Lupus Heart Disease Modeling with Combination of Induced Pluripotent Stem Cell-Derived Cardiomyocytes and Lupus Patient Serum

Affiliations
  • 1CiSTEM Laboratory, Convergent Research Consortium for Immunologic Disease, Seoul St. Mary’s Hospital, College of Medicine, The Catholic University of Korea, Seoul, Korea
  • 2YiPSCELL, 47-3, Banpo-dearo 39-gil, Seocho-gu, Seoul, Korea
  • 3Division of Rheumatology, Department of Internal Medicine, Seoul St. Mary’s Hospital, College of Medicine, The Catholic University of Korea, Seoul, Korea

Abstract

Background and Objectives
Systemic lupus erythematosus (SLE) is a chronic autoimmune disease mainly affecting young women of childbearing age. SLE affects the skin, joints, muscles, kidneys, lungs, and heart. Cardiovascular complications are common causes of death in patients with SLE. However, the complexity of the cardiovascular system and the rarity of SLE make it difficult to investigate these morbidities. Patient-derived induced pluripotent stem cells (iPSCs) serve as a novel tool for drug screening and pathophysiological studies in the absence of patient samples.
Methods and Results
We differentiated CMs from HC- and SLE-iPSCs using 2D culture platforms. SLE-CMs showed decreased proliferation and increased levels of fibrosis and hypertrophy marker expression; however, HC-and SLE-monolayer CMs reacted differently to SLE serum treatment. HC-iPSCs were also differentiated into CMs using 3D spheroid culture and anti-Ro autoantibody was treated along with SLE serum. 3D-HC-CMs generated more mature CMs compared to the CMs generated using 2D culture. The treatment of anti-Ro autoantibody rapidly increased the gene expression of fibrosis, hypertrophy, and apoptosis markers, and altered the calcium signaling in the CMs.
Conclusions
iPSC derived cardiomyocytes with patient-derived serum, and anti-Ro antibody treatment could serve in effective autoimmune disease modeling including SLE. We believe that the present study might briefly provide possibilities on the application of a combination of patient-derived materials and iPSCs in disease modeling of autoimmune diseases.

Keyword

Cardiomyocytes; Induced pluripotent stem cells; Systemic lupus erythematosus

Figure

  • Fig. 1 Generation of iPSC from PBMCs of healthy controls and patients with SLE. (a) Morphology of iPSCs derived from PBMCs of healthy controls (HC) and patients with SLE. (b) mRNA levels of pluripotency genes in HC and SLE-PBMC and iPSCs (n=3 per group). (c) The protein expression of OCT4 and SOX2 in HC and SLE-CMs (PBMC) by western blot. (d) Fluorescence microscopy images of iPSCs derived from HC and patients with SLE. Scale bar=200 μm.

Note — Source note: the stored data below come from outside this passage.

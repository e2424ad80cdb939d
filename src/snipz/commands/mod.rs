//! # Commands
//!
//! One module per operation. Each `run` function takes the stores and
//! collaborators it needs explicitly and returns a [`CmdResult`]: records it
//! touched, content it read, paths it resolved, and user-facing messages.
//! Nothing here prints.
//!
//! Writes that span both stores are ordered so a failure leaves no half
//! snippet behind:
//!
//! - `save`: content file first, metadata row second; the file is deleted if
//!   the insert fails.
//! - `remove`: metadata row first; the row decides whether the snippet exists.
//! - `edit`: the row is only rewritten after the new content has been read back.

use crate::model::Metadata;
use std::path::PathBuf;

pub mod edit;
pub mod get;
pub mod list;
pub mod open;
pub mod paths;
pub mod remove;
pub mod save;
pub mod tagging;

#[derive(Debug, Clone, PartialEq, Eq)]
pub enum MessageLevel {
    Info,
    Success,
    Warning,
}

#[derive(Debug, Clone)]
pub struct CmdMessage {
    pub level: MessageLevel,
    pub content: String,
}

impl CmdMessage {
    pub fn info(content: impl Into<String>) -> Self {
        Self {
            level: MessageLevel::Info,
            content: content.into(),
        }
    }

    pub fn success(content: impl Into<String>) -> Self {
        Self {
            level: MessageLevel::Success,
            content: content.into(),
        }
    }

    pub fn warning(content: impl Into<String>) -> Self {
        Self {
            level: MessageLevel::Warning,
            content: content.into(),
        }
    }
}

#[derive(Debug, Default)]
pub struct CmdResult {
    pub affected: Vec<Metadata>,
    pub listed: Vec<Metadata>,
    pub content: Option<Vec<u8>>,
    pub paths: Vec<PathBuf>,
    pub tags_added: Vec<String>,
    pub tags_removed: Vec<String>,
    pub messages: Vec<CmdMessage>,
}

impl CmdResult {
    pub fn add_message(&mut self, message: CmdMessage) {
        self.messages.push(message);
    }

    pub fn with_affected(mut self, records: Vec<Metadata>) -> Self {
        self.affected = records;
        self
    }

    pub fn with_listed(mut self, records: Vec<Metadata>) -> Self {
        self.listed = records;
        self
    }

    pub fn with_content(mut self, content: Vec<u8>) -> Self {
        self.content = Some(content);
        self
    }

    pub fn with_paths(mut self, paths: Vec<PathBuf>) -> Self {
        self.paths = paths;
        self
    }

    /// The single record an operation acted on, if any.
    pub fn record(&self) -> Option<&Metadata> {
        self.affected.first()
    }

    pub fn has_warnings(&self) -> bool {
        self.messages
            .iter()
            .any(|m| m.level == MessageLevel::Warning)
    }
}
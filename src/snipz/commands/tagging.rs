use crate::clock::Clock;
use crate::commands::{CmdMessage, CmdResult};
use crate::error::Result;
use crate::key;
use crate::store::MetadataStore;
use crate::tags;

/// Adds and removes tags on one snippet. The row is only rewritten when the
/// canonical tag string changes.
pub fn run<M: MetadataStore, A: AsRef<str>, R: AsRef<str>>(
    meta: &mut M,
    clock: &dyn Clock,
    raw_key: &str,
    add: &[A],
    remove: &[R],
) -> Result<CmdResult> {
    let key = key::normalize(raw_key)?;
    let mut record = meta.get(&key)?;

    let before = record.tag_list();
    let merged = tags::merge_tags(&record.tags, add, remove);
    let after = tags::parse_tags(&merged);

    let mut result = CmdResult::default();
    if merged == record.tags {
        result.add_message(CmdMessage::info(format!("Tags unchanged: {key}")));
    } else {
        record.tags = merged;
        record.modified = clock.now();
        meta.update(&record)?;
        result.add_message(CmdMessage::success(format!(
            "Tags updated: {key} [{}]",
            record.tags
        )));
    }

    result.tags_added = tags::diff(&after, &before);
    result.tags_removed = tags::diff(&before, &after);
    Ok(result.with_affected(vec![record]))
}
use crate::clock::Clock;
use crate::commands::{CmdMessage, CmdResult};
use crate::error::{Result, SnipzError};
use crate::key;
use crate::keygen::KeyGenerator;
use crate::model::{detect_type, Metadata};
use crate::store::content::ContentStore;
use crate::store::{self, MetadataStore};
use crate::tags;

#[derive(Debug, Clone, Default)]
pub struct SaveRequest {
    pub key: Option<String>,
    pub description: String,
    pub tags: Vec<String>,
    pub content: Vec<u8>,
}

impl SaveRequest {
    pub fn new(content: Vec<u8>) -> Self {
        Self {
            content,
            ..Self::default()
        }
    }

    pub fn with_key(mut self, key: impl Into<String>) -> Self {
        self.key = Some(key.into());
        self
    }

    pub fn with_description(mut self, description: impl Into<String>) -> Self {
        self.description = description.into();
        self
    }

    pub fn with_tags<S: AsRef<str>>(mut self, tags: &[S]) -> Self {
        self.tags = tags.iter().map(|t| t.as_ref().to_string()).collect();
        self
    }
}

pub fn run<M: MetadataStore>(
    meta: &mut M,
    content: &ContentStore,
    keygen: &KeyGenerator,
    clock: &dyn Clock,
    request: SaveRequest,
) -> Result<CmdResult> {
    if request.content.is_empty() {
        return Err(SnipzError::EmptyContent);
    }

    let now = clock.now();
    let key = match request.key.as_deref() {
        Some(raw) if !raw.trim().is_empty() => key::normalize(raw)?,
        _ => {
            let mut exists =
                |candidate: &str| -> Result<bool> { content.exists(&content.path_for(candidate)?) };
            keygen.generate(now, Some(&mut exists))?
        }
    };

    if store::is_reserved(&key) {
        return Err(SnipzError::SnippetExists(key));
    }

    let path = content.path_for(&key)?;
    if content.exists(&path)? {
        return Err(SnipzError::SnippetExists(key));
    }

    content.save(&path, request.content.as_slice())?;

    let record = Metadata::new(key.clone(), detect_type(&request.content), now)
        .with_description(request.description)
        .with_tags(tags::merge_tags("", &request.tags, &[] as &[&str]));

    if let Err(err) = meta.insert(&record) {
        log::warn!("metadata insert for {key} failed, removing content: {err}");
        if let Err(cleanup) = content.delete(&path) {
            log::warn!("could not remove {}: {cleanup}", path.display());
        }
        return Err(match err {
            SnipzError::Duplicate(key) => SnipzError::SnippetExists(key),
            other => other,
        });
    }

    let mut result = CmdResult::default();
    result.add_message(CmdMessage::success(format!("Snippet saved: {key}")));
    Ok(result.with_affected(vec![record]))
}

#[cfg(test)]
mod tests {
    use super::*;
    use crate::commands::fixtures::{Fixture, NOW};
    use crate::keygen::KeyStrategy;
    use crate::model::SnippetType;
    use std::fs;

    fn save(fx: &mut Fixture, request: SaveRequest) -> Result<CmdResult> {
        run(&mut fx.meta, &fx.content, &fx.keygen, &fx.clock, request)
    }

    #[test]
    fn saves_content_and_metadata() {
        let mut fx = Fixture::new();
        let request = SaveRequest::new(b"package main\n".to_vec())
            .with_key(" go/foo ")
            .with_description("entry point")
            .with_tags(&["Go", "utils", "go"]);

        let result = save(&mut fx, request).unwrap();

        let record = result.record().unwrap();
        assert_eq!(record.key, "go/foo");
        assert_eq!(record.tags, "go,utils");
        assert_eq!(record.kind, SnippetType::Text);
        assert_eq!(record.description, "entry point");
        assert_eq!(record.created.timestamp(), NOW);
        assert_eq!(record.created, record.modified);
        assert_eq!(fx.meta.get("go/foo").unwrap(), *record);
        assert_eq!(
            fs::read(fx.dir.path().join("go/foo")).unwrap(),
            b"package main\n"
        );
    }

    #[test]
    fn detects_url_snippets() {
        let mut fx = Fixture::new();
        let request = SaveRequest::new(b"https://example.com\n".to_vec()).with_key("link");
        let result = save(&mut fx, request).unwrap();
        assert_eq!(result.record().unwrap().kind, SnippetType::Url);
    }

    #[test]
    fn empty_content_is_rejected_before_any_write() {
        let mut fx = Fixture::new();
        let err = save(&mut fx, SaveRequest::new(Vec::new()).with_key("k")).unwrap_err();
        assert!(matches!(err, SnipzError::EmptyContent));
        assert!(fx.meta.is_empty());
        assert!(!fx.dir.path().join("k").exists());
    }

    #[test]
    fn invalid_key_is_rejected() {
        let mut fx = Fixture::new();
        let err = save(&mut fx, SaveRequest::new(b"x".to_vec()).with_key("../x")).unwrap_err();
        assert!(matches!(err, SnipzError::Key(_)));
        assert!(fx.meta.is_empty());
    }

    #[test]
    fn second_save_with_same_key_is_snippet_exists() {
        let mut fx = Fixture::new();
        fx.save("dup", "first");

        let err = save(&mut fx, SaveRequest::new(b"second".to_vec()).with_key("dup")).unwrap_err();

        assert!(matches!(err, SnipzError::SnippetExists(k) if k == "dup"));
        assert_eq!(fs::read(fx.dir.path().join("dup")).unwrap(), b"first");
        assert_eq!(fx.meta.len(), 1);
    }

    #[test]
    fn duplicate_row_compensates_by_deleting_new_content() {
        let mut fx = Fixture::new();
        // A row without a file: the content check passes, the insert collides.
        fx.meta
            .insert(&Metadata::new(
                "orphan".into(),
                SnippetType::Text,
                fx.clock.0,
            ))
            .unwrap();

        let err =
            save(&mut fx, SaveRequest::new(b"second".to_vec()).with_key("orphan")).unwrap_err();

        assert!(matches!(err, SnipzError::SnippetExists(k) if k == "orphan"));
        assert!(!fx.dir.path().join("orphan").exists());
    }

    #[test]
    fn failing_insert_propagates_and_compensates() {
        struct BrokenStore;
        impl MetadataStore for BrokenStore {
            fn insert(&mut self, _: &Metadata) -> Result<()> {
                Err(SnipzError::Io(std::io::Error::other("db gone")))
            }
            fn get(&self, key: &str) -> Result<Metadata> {
                Err(SnipzError::MetadataNotFound(key.into()))
            }
            fn list(&self) -> Result<Vec<Metadata>> {
                Ok(Vec::new())
            }
            fn update(&mut self, r: &Metadata) -> Result<()> {
                Err(SnipzError::MetadataNotFound(r.key.clone()))
            }
            fn delete(&mut self, key: &str) -> Result<()> {
                Err(SnipzError::MetadataNotFound(key.into()))
            }
        }

        let fx = Fixture::new();
        let err = run(
            &mut BrokenStore,
            &fx.content,
            &fx.keygen,
            &fx.clock,
            SaveRequest::new(b"x".to_vec()).with_key("k"),
        )
        .unwrap_err();

        assert!(matches!(err, SnipzError::Io(_)));
        assert!(!fx.dir.path().join("k").exists());
    }

    #[test]
    fn reserved_names_are_refused() {
        let mut fx = Fixture::new();
        for name in [".meta.db", ".id", "config.json"] {
            let err = save(&mut fx, SaveRequest::new(b"x".to_vec()).with_key(name)).unwrap_err();
            assert!(matches!(err, SnipzError::SnippetExists(_)), "{name}");
        }
        assert!(fx.meta.is_empty());
    }

    #[test]
    fn auto_key_skips_taken_timestamps() {
        let mut fx = Fixture::new();
        fx.save(&format!("auto/{NOW}"), "taken");

        let result = save(&mut fx, SaveRequest::new(b"fresh".to_vec())).unwrap();

        assert_eq!(result.record().unwrap().key, format!("auto/{NOW}-1"));
        let again = save(&mut fx, SaveRequest::new(b"again".to_vec())).unwrap();
        assert_eq!(again.record().unwrap().key, format!("auto/{NOW}-2"));
    }

    #[test]
    fn blank_key_is_generated() {
        let mut fx = Fixture::new();
        let request = SaveRequest::new(b"x".to_vec()).with_key("  \t");

        let result = save(&mut fx, request).unwrap();

        assert_eq!(result.record().unwrap().key, format!("auto/{NOW}"));
    }

    #[test]
    fn counter_strategy_hands_out_numbers() {
        let mut fx = Fixture::new();
        fx.keygen = KeyGenerator::for_strategy(KeyStrategy::Counter, fx.dir.path());
        fx.save("2", "manual");

        let mut keys = Vec::new();
        for _ in 0..2 {
            let result = save(&mut fx, SaveRequest::new(b"n".to_vec())).unwrap();
            keys.push(result.record().unwrap().key.clone());
        }

        assert_eq!(keys, vec!["1", "3"]);
    }
}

  • Fig. 2 CM differentiation in iPSCs derived from healthy controls and patients with SLE. (a) Schematic diagram of the procedures used to differentiate iPSCs into CMs in 2D culture. (b) CM morphology on days 0, 2, 4, and 10 of differentiation. (c) CM marker gene expression levels in HC and SLE iPSCs, HC-CM and SLE-CM were evaluated by RT-PCR (n=3 per group). (d) CM marker protein level in iPSC and CM of HC and SLE. (e) Beating of CMs generated from HC-iPSCs and SLE-iPSCs. (f) Expression levels of cardiac-specific markers in iPSC-derived CMs were assessed by immunofluorescence staining and confocal microscopy. HC-CMs and SLE-CMs showing characteristic sarcomeric structures and positive staining with anti-TNNT2 antibody and DAPI for nucleic acid. (g) Fluorescence recording of calcium flux from HC-CMs and SLE-CMs. (h) Sarcomeric structures in HC-CMs and SLE-CMs depicted by high-magnification transmission electron microscopy (HM-TEM). Scale bar indicates 200 μm.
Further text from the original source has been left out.